//! Applies an inbound [`Limit`] message from a peer (§4.4 PeerSync,
//! inbound side).

use std::time::Duration;

use sidecar_kvstore::KvStore;

use crate::error::PeerSyncError;
use crate::model::Limit;

/// Checks the bearer token presented with an inbound `/limit` request
/// against the configured shared secret.
pub fn authorize(presented: Option<&str>, expected: &str) -> Result<(), PeerSyncError> {
    match presented {
        Some(token) if token == expected => Ok(()),
        _ => Err(PeerSyncError::Unauthorized),
    }
}

/// `INCRBY key value`, then reconciles the local TTL against the peer's
/// reported TTL: if the local key has no TTL, or the local TTL is *longer*
/// than the peer's, the peer's TTL wins — a shorter remote TTL means that
/// peer's window started more recently and is the more accurate deadline.
pub async fn apply<K: KvStore>(store: &K, limit: &Limit) -> Result<(), PeerSyncError> {
    store.incrby(&limit.key, limit.value).await.map_err(PeerSyncError::Store)?;
    let local_ttl = store.ttl(&limit.key).await.map_err(PeerSyncError::Store)?;

    if local_ttl < 0 || local_ttl > limit.ttl {
        let ttl = Duration::from_secs(limit.ttl.max(0) as u64);
        store.expire(&limit.key, ttl).await.map_err(PeerSyncError::Store)?;
    }

    Ok(())
}
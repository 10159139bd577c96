// Copyright 2024-2026 gradmin developers
//
// Licensed under the Apache License, Version 2.0 <LICENSE-APACHE or
// http://apache.org/licenses/LICENSE-2.0> or the MIT license <LICENSE-MIT or
// http://opensource.org/licenses/MIT>, at your option. This file may not be
// copied, modified, or distributed except according to those terms.

//! # Macros

/// Creates a `KV` at compile time
///
/// # Example
///
/// ```
/// use gradmin::make_kv;
///
/// let kv = make_kv!(
///     "key1" => "value1";
///     "key2" => 1234;
/// );
/// # assert_eq!(kv.kv.len(), 2);
/// ```
#[macro_export]
macro_rules! make_kv {
    ($($k:expr => $v:expr;)*) => {{
        #[allow(unused_mut)]
        let mut kv = $crate::core::KV::new();
        $(kv.push($k, $v);)*
        kv
    }};
}

/// Create a `GradminError` with a provided message.
#[macro_export]
macro_rules! gradmin_error {
    ($error_type:ident, $msg:expr) => {
        $crate::core::GradminError::$error_type {
            text: $msg.to_string(),
        }
        .into()
    };
}

/// Create a `GradminError` with a provided message wrapped in a closure for
/// use in `.ok_or_else(...)` methods on `Option`s.
#[macro_export]
macro_rules! gradmin_error_closure {
    ($error_type:ident, $msg:expr) => {
        || -> $crate::core::Error { $crate::gradmin_error!($error_type, $msg) }
    };
}

/// Convert a constant to a float of given precision
#[macro_export]
macro_rules! float {
    ($t:ident, $val:expr) => {
        $t::from_f64($val).unwrap()
    };
    ($val:expr) => {
        F::from_f64($val).unwrap()
    };
}

/// Implements a simple send and a simple sync test for a given type.
#[cfg(test)]
macro_rules! send_sync_test {
    ($n:ident, $t:ty) => {
        paste::item! {
            #[test]
            #[allow(non_snake_case)]
            fn [<test_send_ $n>]() {
                fn assert_send<T: Send>() {}
                assert_send::<$t>();
            }
        }

        paste::item! {
            #[test]
            #[allow(non_snake_case)]
            fn [<test_sync_ $n>]() {
                fn assert_sync<T: Sync>() {}
                assert_sync::<$t>();
            }
        }
    };
}

/// Creates tests for asserting that a struct implements `Send`, `Sync` and `Clone`
#[cfg(test)]
#[macro_export]
macro_rules! test_trait_impl {
    ($n:ident, $t:ty) => {
        paste::item! {
            #[test]
            #[allow(non_snake_case)]
            fn [<test_send_ $n>]() {
                fn assert_send<T: Send>() {}
                assert_send::<$t>();
            }
        }

        paste::item! {
            #[test]
            #[allow(non_snake_case)]
            fn [<test_sync_ $n>]() {
                fn assert_sync<T: Sync>() {}
                assert_sync::<$t>();
            }
        }

        paste::item! {
            #[test]
            #[allow(non_snake_case)]
            fn [<test_clone_ $n>]() {
                fn assert_clone<T: Clone>() {}
                assert_clone::<$t>();
            }
        }
    };
}

/// Asserts that expression $n leads to an error of type $t and text $s
#[cfg(test)]
#[macro_export]
macro_rules! assert_error {
    ($n:expr, $t:ty, $s:expr) => {
        assert_eq!(
            $n.err().unwrap().downcast_ref::<$t>().unwrap().to_string(),
            $s
        );
    };
}
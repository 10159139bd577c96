// Copyright 2024-2026 gradmin developers
//
// Licensed under the Apache License, Version 2.0 <LICENSE-APACHE or
// http://apache.org/licenses/LICENSE-2.0> or the MIT license <LICENSE-MIT or
// http://opensource.org/licenses/MIT>, at your option. This file may not be
// copied, modified, or distributed except according to those terms.

//! # References:
//!
//! \[0\] Jorge Nocedal and Stephen J. Wright (2006). Numerical Optimization.
//! Springer. ISBN 0-387-30303-0.

use crate::core::math::{
    GradminAdd, GradminDot, GradminEye, GradminInfNorm, GradminMul, GradminNorm, GradminScaledAdd,
    GradminSub,
};
use crate::core::{
    DeserializeOwnedAlias, Error, GradminFloat, IterState, Objective, OptimizeControl, Problem,
    SearchState, SerializeAlias, Solver, State, TerminationReason, KV,
};
use crate::solver::linesearch::{AlphaState, SearchStrategy};
#[cfg(feature = "serde1")]
use serde::{Deserialize, Serialize};

/// BFGS method
///
/// Maintains an inverse Hessian approximation which is updated with the
/// standard rank-two formula
/// `(I - rho s y^T) B^-1 (I - rho y s^T) + rho s s^T` after every accepted
/// step. The search direction is `-B^-1 g` and the step length comes from
/// the line search over the bracket `(1, 1e-6, 1)`.
///
/// # References:
///
/// \[0\] Jorge Nocedal and Stephen J. Wright (2006). Numerical Optimization.
/// Springer. ISBN 0-387-30303-0.
#[derive(Clone, Debug)]
#[cfg_attr(feature = "serde1", derive(Serialize, Deserialize))]
pub struct BFGS<LS, H, F> {
    /// Initial inverse Hessian
    init_inv_hessian: Option<H>,
    /// Line search
    linesearch: LS,
    /// Control parameters
    control: OptimizeControl<F>,
}

impl<LS, H, F: GradminFloat> BFGS<LS, H, F> {
    /// Constructor; `init_inverse_hessian` is typically the identity.
    pub fn new(init_inverse_hessian: H, linesearch: LS) -> Self {
        BFGS {
            init_inv_hessian: Some(init_inverse_hessian),
            linesearch,
            control: OptimizeControl::default(),
        }
    }

    /// Replace the control parameters
    #[must_use]
    pub fn with_control(mut self, control: OptimizeControl<F>) -> Self {
        self.control = control;
        self
    }
}

impl<O, LS, P, H, F> Solver<O, IterState<P, H, F>> for BFGS<LS, H, F>
where
    O: Objective<Param = P, Hessian = H, Float = F>,
    LS: SearchStrategy<O, P, F> + SerializeAlias,
    P: Clone
        + SerializeAlias
        + DeserializeOwnedAlias
        + GradminAdd<P, P>
        + GradminSub<P, P>
        + GradminDot<P, F>
        + GradminDot<P, H>
        + GradminMul<F, P>
        + GradminNorm<F>
        + GradminInfNorm<F>
        + GradminScaledAdd<P, F, P>,
    H: Clone
        + SerializeAlias
        + DeserializeOwnedAlias
        + GradminEye
        + GradminDot<P, P>
        + GradminDot<H, H>
        + GradminAdd<H, H>
        + GradminSub<H, H>
        + GradminMul<F, H>,
    F: GradminFloat,
{
    const NAME: &'static str = "BFGS";

    fn init(
        &mut self,
        problem: &mut Problem<O>,
        mut state: IterState<P, H, F>,
    ) -> Result<(IterState<P, H, F>, Option<KV>), Error> {
        let param = state.take_param().ok_or_else(gradmin_error_closure!(
            NotInitialized,
            "BFGS: initial parameter vector required"
        ))?;
        let (cost, grad) = problem.cost_and_gradient(&param)?;
        let inv_hessian = self.init_inv_hessian.take().ok_or_else(gradmin_error_closure!(
            NotInitialized,
            "BFGS: initial inverse Hessian required"
        ))?;
        Ok((
            state
                .param(param)
                .cost(cost)
                .gradient(grad)
                .inv_hessian(inv_hessian),
            None,
        ))
    }

    fn next_iter(
        &mut self,
        problem: &mut Problem<O>,
        mut state: IterState<P, H, F>,
    ) -> Result<(IterState<P, H, F>, Option<KV>), Error> {
        let xk = state.take_param().ok_or_else(gradmin_error_closure!(
            PotentialBug,
            "BFGS: parameter vector missing"
        ))?;
        let prev_grad = state
            .take_grad()
            .map(Result::Ok)
            .unwrap_or_else(|| problem.gradient(&xk))?;
        let inv_hessian = state.take_inv_hessian().ok_or_else(gradmin_error_closure!(
            PotentialBug,
            "BFGS: inverse Hessian missing"
        ))?;

        let direction = inv_hessian.dot(&prev_grad).mul(&float!(-1.0));

        let alpha = self.linesearch.search(
            problem,
            &SearchState::new(xk.clone(), direction.clone()),
            AlphaState::new(float!(1.0), float!(1e-6), float!(1.0))?,
        )?;
        if alpha <= float!(0.0) || !alpha.is_finite() {
            return Ok((
                state
                    .param(xk)
                    .gradient(prev_grad)
                    .inv_hessian(inv_hessian)
                    .termination_reason(TerminationReason::LineSearchFailed),
                None,
            ));
        }

        let mut step = direction.mul(&alpha);
        let step_norm = step.norm();
        if step_norm > self.control.maxmove {
            step = step.mul(&(self.control.maxmove / step_norm));
        }
        let xk1 = xk.add(&step);

        let (cost, grad) = problem.cost_and_gradient(&xk1)?;

        let s = xk1.sub(&xk);
        let y = grad.sub(&prev_grad);
        let ys: F = y.dot(&s);
        let rho = float!(1.0) / ys;

        let eye = inv_hessian.eye_like();
        // (I - rho s y^T) B^-1 (I - rho y s^T) + rho s s^T
        let sy_outer: H = s.dot(&y);
        let term1 = eye.sub(&sy_outer.mul(&rho));
        let ys_outer: H = y.dot(&s);
        let term2 = eye.sub(&ys_outer.mul(&rho));
        let ss_outer: H = s.dot(&s);
        let inv_hessian = term1
            .dot(&inv_hessian.dot(&term2))
            .add(&ss_outer.mul(&rho));

        Ok((
            state
                .param(xk1)
                .cost(cost)
                .gradient(grad)
                .inv_hessian(inv_hessian),
            Some(make_kv!("alpha" => alpha;)),
        ))
    }

    fn terminate(&mut self, state: &IterState<P, H, F>) -> TerminationReason {
        if let Some(grad) = state.get_grad() {
            if grad.inf_norm() < self.control.gtol {
                return TerminationReason::TargetToleranceReached;
            }
        }
        TerminationReason::NotTerminated
    }
}

#[cfg(test)]
mod tests {
    use super::*;
    use crate::solver::linesearch::condition::ArmijoCondition;
    use crate::solver::linesearch::stepsize::GeometricReduction;
    use crate::solver::linesearch::BacktrackingLineSearch;
    use crate::test_trait_impl;

    test_trait_impl!(
        bfgs,
        BFGS<
            BacktrackingLineSearch<ArmijoCondition<f64>, GeometricReduction<f64>, f64>,
            Vec<Vec<f64>>,
            f64,
        >
    );
}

## PROBLEM REQUIREMENTS
Scan the records above for the string "GradminEye", then report every line that contains it.

## EXERCISE SOLUTION
    GradminAdd, GradminDot, GradminEye, GradminInfNorm, GradminMul, GradminNorm, GradminScaledAdd,
        + GradminEye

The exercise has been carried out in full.